Bookshelf ~今月の本

『「ローリング・ストーン」インタビュー選集』

「ローリング・ストーン」インタビュー選集_編・著:ヤン・S・ウェナー他

著・編:ヤン・S・ウェナー、編:ジョー・レヴィ、訳:大田黒奉之、富原まさ江、友田葉子
ティー・オー・エンターテインメント

\3150/536ページ
発売日:2008年12月25日

2012/8/9

著名人から「執筆拒否」の作家にもインタビュー


 1967年に創刊した『ローリング・ストーン』誌。本書は様々な分野の第一線で活躍する著名人たちが同誌の取材に応じたインタビューを選りすぐったものだ。ジョン・レノンやレイ・チャールズ、ジョージ・ルーカスにフランシス・コッポラ。果てはダライ・ラマからビル・クリントンなどの政治家と、ありとあらゆるジャンルのスターに話を聞いている。

 この本、実に500ページ以上のいかつい単行本なのだが、面白いのはインタビューを受けている人間が、どんどん素をさらけ出していくところ。ジョン・レノンは、やおらビートルズ時代のメンバーとの確執やドラッグについて話し出すし、ザ・ドアーズのリーダー、ジム・モリソンはインタビュアーを酒に誘い出す。

 著名人へのストレートなインタビューだけではなく、中にはこんな変化球記事もある。

 トルーマン・カポーティー(作家、『ティファニーで朝食を』の原作者)が、ローリング・ストーン誌から依頼されていた「ローリングストーンズ」のツアールポを、突然放り出してしまった。その理由をカポーティーにインタビューしたものもこの本には掲載されている。

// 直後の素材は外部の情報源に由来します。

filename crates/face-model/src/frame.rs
//! Tracker frame records.
//!
//! The external landmark tracker emits one JSON object per camera frame
//! (JSONL). A feed may start with a `# {header}` comment line; blank
//! lines and other `#` lines are ignored.

use serde::{Deserialize, Serialize};

use crate::landmark::LandmarkSet;

/// Tracker output for a single camera frame.
#[derive(Debug, Clone, Default, PartialEq, Serialize, Deserialize)]
pub struct FrameRecord {
    /// Capture time in seconds. Absent when the tracker does not stamp frames.
    #[serde(default, skip_serializing_if = "Option::is_none")]
    pub t: Option<f64>,

    /// Every face the tracker found, in detection order.
    #[serde(default)]
    pub faces: Vec<LandmarkSet>,
}

impl FrameRecord {
    /// A frame in which a single face was detected.
    pub fn with_face(t: Option<f64>, face: LandmarkSet) -> Self {
        Self {
            t,
            faces: vec![face],
        }
    }

    /// A frame in which no face was detected.
    pub fn empty(t: Option<f64>) -> Self {
        Self { t, faces: vec![] }
    }

    /// Multi-face results reduce to the first detected face.
    pub fn first_face(&self) -> Option<&LandmarkSet> {
        self.faces.first()
    }
}

/// Optional descriptive header at the top of a feed.
#[derive(Debug, Clone, PartialEq, Serialize, Deserialize)]
pub struct FeedHeader {
    /// Schema version for forward compatibility.
    pub schema_version: String,

    /// Tracker that produced the feed (e.g. "mediapipe-face-mesh").
    #[serde(default)]
    pub tracker: Option<String>,

    /// Camera frame size in pixels.
    #[serde(default)]
    pub frame_width: Option<u32>,
    #[serde(default)]
    pub frame_height: Option<u32>,
}

/// Parse one feed line.
///
/// Returns `None` for blank and comment lines.
pub fn parse_frame_line(line: &str) -> Option<Result<FrameRecord, serde_json::Error>> {
    let trimmed = line.trim();
    if trimmed.is_empty() || trimmed.starts_with('#') {
        return None;
    }
    Some(serde_json::from_str(trimmed))
}

/// Parse a header line of the form `# {json}`, if present.
pub fn parse_header_line(line: &str) -> Option<FeedHeader> {
    let json = line.trim().strip_prefix('#')?.trim();
    serde_json::from_str(json).ok()
}

#[cfg(test)]
mod tests {
    use super::*;
    use crate::landmark::Landmark;

    fn parse_frames(jsonl: &str) -> Result<Vec<FrameRecord>, serde_json::Error> {
        jsonl.lines().filter_map(parse_frame_line).collect()
    }

    #[test]
    fn test_parse_frames_skips_comments_and_blanks() {
        let jsonl = r#"# {"schema_version":"1.0","tracker":"mediapipe-face-mesh"}

{"t": 0.0, "faces": [[{"x": 0.5, "y": 0.5}]]}
{"t": 0.033, "faces": []}
{"faces": [[{"x": 0.1, "y": 0.2, "z": -0.01}], [{"x": 0.9, "y": 0.9}]]}
"#;
        let frames = parse_frames(jsonl).unwrap();
        assert_eq!(frames.len(), 3);
        assert_eq!(frames[0].t, Some(0.0));
        assert!(frames[1].first_face().is_none());
        assert_eq!(frames[2].t, None);
        assert_eq!(frames[2].faces.len(), 2);
        assert_eq!(
            frames[2].first_face().unwrap().get(0),
            Some(&Landmark {
                x: 0.1,
                y: 0.2,
                z: -0.01
            })
        );
    }

    #[test]
    fn test_missing_faces_means_no_face() {
        let frame = parse_frame_line(r#"{"t": 1.5}"#).unwrap().unwrap();
        assert_eq!(frame, FrameRecord::empty(Some(1.5)));
    }

    #[test]
    fn test_malformed_line_is_error() {
        assert!(parse_frame_line("{not json").unwrap().is_err());
        assert!(parse_frames("{\"faces\": 3}").is_err());
    }

    #[test]
    fn test_header_line() {
        let header =
            parse_header_line(r#"# {"schema_version":"1.0","frame_width":640,"frame_height":480}"#)
                .unwrap();
        assert_eq!(header.frame_width, Some(640));
        assert!(parse_header_line(r#"{"t": 0.0}"#).is_none());
    }
}
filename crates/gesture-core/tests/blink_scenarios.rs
use facepoint_common::config::AppConfig;
use facepoint_face_model::{
    Action, FaceMeshIndices, Landmark, LandmarkSet, MouseButton, RatioIndices,
};
use facepoint_gesture_core::{FaceProcessor, ScreenSize, SessionState, Status};

const FPS: f64 = 30.0;

fn place(points: &mut [Landmark], r: RatioIndices, cx: f64, cy: f64, ratio: f64) {
    let half_w = 0.04;
    let half_h = ratio * half_w;
    points[r.horizontal.0] = Landmark::new(cx - half_w, cy);
    points[r.horizontal.1] = Landmark::new(cx + half_w, cy);
    points[r.vertical.0] = Landmark::new(cx, cy - half_h);
    points[r.vertical.1] = Landmark::new(cx, cy + half_h);
}

fn face(left: f64, right: f64, mouth: f64) -> LandmarkSet {
    let indices = FaceMeshIndices::MEDIAPIPE;
    let mut points = vec![Landmark::new(0.5, 0.5); 478];
    points[indices.nose_tip] = Landmark::new(0.55, 0.45);
    place(&mut points, indices.left_eye, 0.42, 0.40, left);
    place(&mut points, indices.right_eye, 0.58, 0.40, right);
    place(&mut points, indices.mouth, 0.50, 0.70, mouth);
    LandmarkSet::new(points)
}

fn processor() -> FaceProcessor {
    FaceProcessor::new(&AppConfig::default(), ScreenSize::new(1920, 1080))
}

fn clicks(actions: &[Action]) -> Vec<MouseButton> {
    actions
        .iter()
        .filter_map(|a| match a {
            Action::Click { button } => Some(*button),
            _ => None,
        })
        .collect()
}

#[test]
fn left_blink_then_bilateral_hold_shuts_down() {
    let processor = processor();
    let mut state = SessionState::default();

    let report = processor.process(&mut state, Some(&face(0.1, 0.3, 0.2)), 10.0);
    assert_eq!(clicks(&report.actions), vec![MouseButton::Left]);

    let closed = face(0.1, 0.1, 0.2);
    let start = 10.0 + 1.0 / FPS;
    let mut shutdown_at = None;
    let mut emitted_clicks = 0;
    for frame in 0..200 {
        let t = start + frame as f64 / FPS;
        let report = processor.process(&mut state, Some(&closed), t);
        emitted_clicks += clicks(&report.actions).len();
        if report.is_shutdown() {
            shutdown_at = Some(t);
            break;
        }
        assert!(t - start < 4.0, "hold passed 4s at t={t} without shutdown");
        assert!(matches!(report.status, Status::ShuttingDown { .. }));
    }

    let shutdown_at = shutdown_at.expect("shutdown should fire");
    assert!(shutdown_at - start >= 4.0);
    assert!(shutdown_at - start < 4.0 + 2.0 / FPS);
    assert_eq!(emitted_clicks, 0);
    assert!(state.is_terminated());
}

#[test]
fn absent_face_freezes_shutdown_hold() {
    let processor = processor();
    let mut state = SessionState::default();
    let closed = face(0.1, 0.1, 0.2);

    processor.process(&mut state, Some(&closed), 0.0);
    processor.process(&mut state, Some(&closed), 2.0);

    // Face lost for a while: the hold neither resets nor fires.
    for i in 0..60 {
        let report = processor.process(&mut state, None, 2.0 + i as f64 * 0.05);
        assert_eq!(report.status, Status::Scanning);
    }
    assert_eq!(state.timers.eyes_closed_since, Some(0.0));

    // Elapsed is measured from when the hold began.
    let report = processor.process(&mut state, Some(&closed), 5.0);
    assert!(report.is_shutdown());
}

#[test]
fn held_open_mouth_scrolls_every_frame_while_blinking() {
    let processor = processor();
    let mut state = SessionState::default();
    let mut scrolls = 0;
    let mut left_clicks = 0;

    for frame in 0..30 {
        let t = frame as f64 / FPS;
        let report = processor.process(&mut state, Some(&face(0.1, 0.35, 0.9)), t);
        scrolls += report.actions.iter().filter(|a| a.is_scroll()).count();
        left_clicks += clicks(&report.actions).len();
    }

    assert_eq!(scrolls, 30);
    // 30 frames span 0.967s: clicks at 0.0, 0.433, 0.867.
    assert_eq!(left_clicks, 3);
}

#[test]
fn cursor_keeps_last_position_across_missing_frames() {
    let processor = processor();
    let mut state = SessionState::default();
    let open = face(0.3, 0.3, 0.2);

    processor.process(&mut state, Some(&open), 0.0);
    let after_first = state.cursor;
    processor.process(&mut state, None, 0.033);
    assert_eq!(state.cursor, after_first);

    let report = processor.process(&mut state, Some(&open), 0.066);
    let Action::MoveCursor { x, y } = report.actions[0] else {
        panic!("first action should move the cursor");
    };
    // Second smoothing step from the preserved position: 3/4 of the target.
    assert!((x - 0.75 * 1200.0).abs() < 1e-6);
    assert!((y - 0.75 * 405.0).abs() < 1e-6);
}
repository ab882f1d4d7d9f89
pub mod check;
pub mod config;
pub mod run;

 インタビュアーは、マリリン・モンローのシルクスクリーンで有名な画家のアンディ・ウォーホルだ。作家と画家という、何とも不思議な組み合わせだが、ウォーホルがカポーティーの家を訪ねるところからインタビューは始まる。

 カポーティーはウォーホルを動物園やバーに連れまわした揚句、酒を飲みながら執筆拒否の理由を語る。またこれが「言っても大丈夫?」という内容が綴られている。

 3000円という価格も「ぶっ飛んだ」ものだ。もちろん、読みごたえとしては価格以上の価値は大いにあるものの、大抵の洋書翻訳本はこうした傾向が強いように思う。個人的には肌身離さず持ち歩きたいので、文庫版が出てきてほしいところである。